Nerve Center: Inside the White House Situation Room

Nerve Center: Inside the White House Situation Room – Book Review

John P.J. Derosa

by Michael K. Bohn, Brassey’s, Inc., Washington, D.C., 2003, 239 pp., $24.95 (hardcover).

It is 0100 hours. A message is handed to you, which reads, “Explosions reported in the vicinity of regional government offices.” Communications systems begin blaring, people demand answers, deadlines begin piling up, and to top it off, you are only in the middle of a 12-hour shift. Karbala, Kosovo, Kabul, or Kuwait–you could be pulling your shift in any number of world locations. Those who have worked in a tactical operations center know of the challenges faced by White House Situation Room Duty Officers.

In Nerve Center: Inside the White House Situation Room, Bohn quickly establishes that the movie and television portrayals of the Situation Room are mythical. So much so, that administrations continually strive to downplay meetings conducted in their conference rooms. In fact, recent administrations, specifically that of George W. Bush, have put to use a video teleconferencing system to reduce the media exposure of meetings of the President’s principal deputies.
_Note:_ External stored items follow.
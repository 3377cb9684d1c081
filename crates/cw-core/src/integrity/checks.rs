//! Integrity checkers.
//!
//! The scans here are pure: they take already-fetched collections plus the
//! relevant [`KeySet`] and lazily yield one [`Issue`] per offending entity.
//! [`fetch_and_check`] wraps them with the gateway reads each category needs.

use super::config::ExecutionWindow;
use super::index::KeySet;
use super::issue::{Issue, IssueCategory};
use crate::gateway::{EntityGateway, GatewayError, ListQuery, SortKey};
use crate::models::{Execution, Routine, Team, User};
use tracing::{debug, warn};

/// Routines assigned to emails with no matching user.
pub fn orphaned_user_assignments<'a>(
    routines: &'a [Routine],
    user_emails: &'a KeySet,
) -> impl Iterator<Item = Issue> + 'a {
    routines.iter().filter_map(move |routine| {
        let assigned = routine.assigned_to.as_deref()?;
        let orphaned = user_emails.missing(assigned);
        (!orphaned.is_empty()).then(|| Issue::OrphanedUserAssignment {
            routine_id: routine.id.clone(),
            routine_title: routine.title.clone(),
            orphaned_emails: orphaned,
        })
    })
}

/// Routines whose assigned or owning teams no longer exist.
///
/// A routine can produce both an assignment issue and an owning-team issue.
pub fn orphaned_routine_teams<'a>(
    routines: &'a [Routine],
    team_ids: &'a KeySet,
) -> impl Iterator<Item = Issue> + 'a {
    routines.iter().flat_map(move |routine| {
        let assignment = routine.assigned_team_ids.as_deref().and_then(|assigned| {
            let orphaned = team_ids.missing(assigned);
            (!orphaned.is_empty()).then(|| Issue::OrphanedTeamAssignmentRoutine {
                routine_id: routine.id.clone(),
                routine_title: routine.title.clone(),
                orphaned_team_ids: orphaned,
            })
        });

        let owning = routine
            .owning_team_id
            .as_deref()
            .filter(|team_id| !team_ids.contains(team_id))
            .map(|team_id| Issue::OrphanedOwningTeam {
                routine_id: routine.id.clone(),
                routine_title: routine.title.clone(),
                owning_team_id: team_id.to_string(),
            });

        assignment.into_iter().chain(owning)
    })
}

/// Users listing teams that no longer exist.
pub fn orphaned_user_teams<'a>(
    users: &'a [User],
    team_ids: &'a KeySet,
) -> impl Iterator<Item = Issue> + 'a {
    users.iter().filter_map(move |user| {
        let orphaned = team_ids.missing(&user.team_ids);
        (!orphaned.is_empty()).then(|| Issue::OrphanedTeamAssignmentUser {
            user_id: user.id.clone(),
            user_email: user.email.clone(),
            orphaned_team_ids: orphaned,
        })
    })
}

/// Teams whose leaders include users that no longer exist.
pub fn orphaned_team_leaders<'a>(
    teams: &'a [Team],
    user_ids: &'a KeySet,
) -> impl Iterator<Item = Issue> + 'a {
    teams.iter().filter_map(move |team| {
        let orphaned = user_ids.missing(&team.leader_ids);
        (!orphaned.is_empty()).then(|| Issue::OrphanedTeamLeader {
            team_id: team.id.clone(),
            team_name: team.name.clone(),
            orphaned_leader_ids: orphaned,
        })
    })
}

/// Executions of routines that no longer exist.
pub fn orphaned_executions<'a>(
    executions: &'a [Execution],
    routine_ids: &'a KeySet,
) -> impl Iterator<Item = Issue> + 'a {
    executions
        .iter()
        .filter(move |execution| !routine_ids.contains(&execution.routine_id))
        .map(|execution| Issue::OrphanedExecution {
            execution_id: execution.id.clone(),
            routine_id: execution.routine_id.clone(),
            executed_by: execution.executed_by.clone(),
            execution_date: execution.execution_date,
        })
}

/// Loads the executions covered by `window`.
pub async fn fetch_executions(
    gateway: &EntityGateway,
    window: ExecutionWindow,
) -> Result<Vec<Execution>, GatewayError> {
    match window {
        ExecutionWindow::Recent { limit } => {
            let query = ListQuery::all()
                .sorted_by(SortKey::desc("execution_date"))
                .limit(limit);
            gateway.executions.list(&query).await
        }
        ExecutionWindow::Full { page_size } => {
            let mut executions = Vec::new();
            let mut previous_first: Option<String> = None;
            loop {
                let query = ListQuery::all()
                    .sorted_by(SortKey::desc("execution_date"))
                    .limit(page_size)
                    .skip(executions.len());
                let page = gateway.executions.list(&query).await?;
                let Some(first) = page.first().map(|e| e.id.clone()) else {
                    break;
                };
                // A store that ignores `skip` keeps returning the same page.
                if previous_first.as_deref() == Some(first.as_str()) {
                    warn!(
                        fetched = executions.len(),
                        "Execution page repeated, stopping full scan"
                    );
                    break;
                }
                let last_page = page.len() < page_size;
                executions.extend(page);
                debug!(fetched = executions.len(), "Fetched execution page");
                if last_page {
                    break;
                }
                previous_first = Some(first);
            }
            Ok(executions)
        }
    }
}

/// Fetches the collections `category` needs and runs its scan.
pub async fn fetch_and_check(
    gateway: &EntityGateway,
    category: IssueCategory,
    window: ExecutionWindow,
) -> Result<Vec<Issue>, GatewayError> {
    match category {
        IssueCategory::UserAssignments => {
            let (routines, users) =
                tokio::try_join!(gateway.routines.list_all(), gateway.users.list_all())?;
            let emails = KeySet::emails(&users);
            Ok(orphaned_user_assignments(&routines, &emails).collect())
        }
        IssueCategory::TeamAssignments => {
            let (routines, users, teams) = tokio::try_join!(
                gateway.routines.list_all(),
                gateway.users.list_all(),
                gateway.teams.list_all()
            )?;
            let team_ids = KeySet::ids(&teams);
            Ok(orphaned_routine_teams(&routines, &team_ids)
                .chain(orphaned_user_teams(&users, &team_ids))
                .collect())
        }
        IssueCategory::TeamLeaders => {
            let (teams, users) =
                tokio::try_join!(gateway.teams.list_all(), gateway.users.list_all())?;
            let user_ids = KeySet::ids(&users);
            Ok(orphaned_team_leaders(&teams, &user_ids).collect())
        }
        IssueCategory::Executions => {
            let (executions, routines) = tokio::try_join!(
                fetch_executions(gateway, window),
                gateway.routines.list_all()
            )?;
            let routine_ids = KeySet::ids(&routines);
            Ok(orphaned_executions(&executions, &routine_ids).collect())
        }
    }
}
Nerve Center is presented in the same manner as Tom Clancy’s nonfiction works, such as Armored CAV, Airborne, and Marine. It begins with an anecdotal introduction followed by an evolution from origin to present day operations. Continuing, Bohn details the capabilities and limitations of the Situation Room. He concludes with a fictional account of the Situation Room embroiled in a future crisis.

At its basic level, the Situation Room is the President’s alert center. Born out of the 1961 Bay of Pigs failure, the Situation Room was created out of a determined need for the President’s staff to have a communications facility within the White House to receive, sort, and distribute intelligence reports from the State Department, the Pentagon, and the CIA. Moreover, President Kennedy wanted his national security advisor to be a personal presidential advisor, unlike previous administrations. Therefore, the national security advisor required access to the same information in near instantaneous fashion as the President’s cabinet secretaries. What has evolved is an-all-in-one alert center, communications hub, and meeting place that culminates intelligence for the President and his national security staff.

Bohn undoubtedly presents an insider’s perspective of the Situation Room. As a former director of the Situation Room under President Reagan, he was intricately involved in its day-to-day operations. Although a retired naval intelligence officer, he does not limit his perspective to a military view. Bohn readily includes the perceptions of White House civilians (both permanent and presidential staff) and State Department, CIA, DIA, and NSA duty officers.

Nerve Center joins the growing ranks of recent current events literature. A strong delineation, however, is its historical, rather than journalistic, focus. It achieves professional value from its primary source documentation. Gathering sources from interviews, public documents, presidential papers, press releases, speeches, journal, newspaper, and internet articles, Nerve Center is very well documented for a relatively short book. Impressively, Bohn conducted over 60 personal interviews, to include two former Presidents, six national security advisors, and six situation room directors. Bohn went to all extents to complete this book.

Although not in the normal genre of interest in the armor community, it is an interesting book nonetheless. Nerve Center’s appeal comes from its Tom Clancy-like approach. It chronicles a ‘behind-the-scene’ actor of U.S. security policy that has taken on a mystique all its own. While Hollywood created the myth, Bohn clarifies the legend.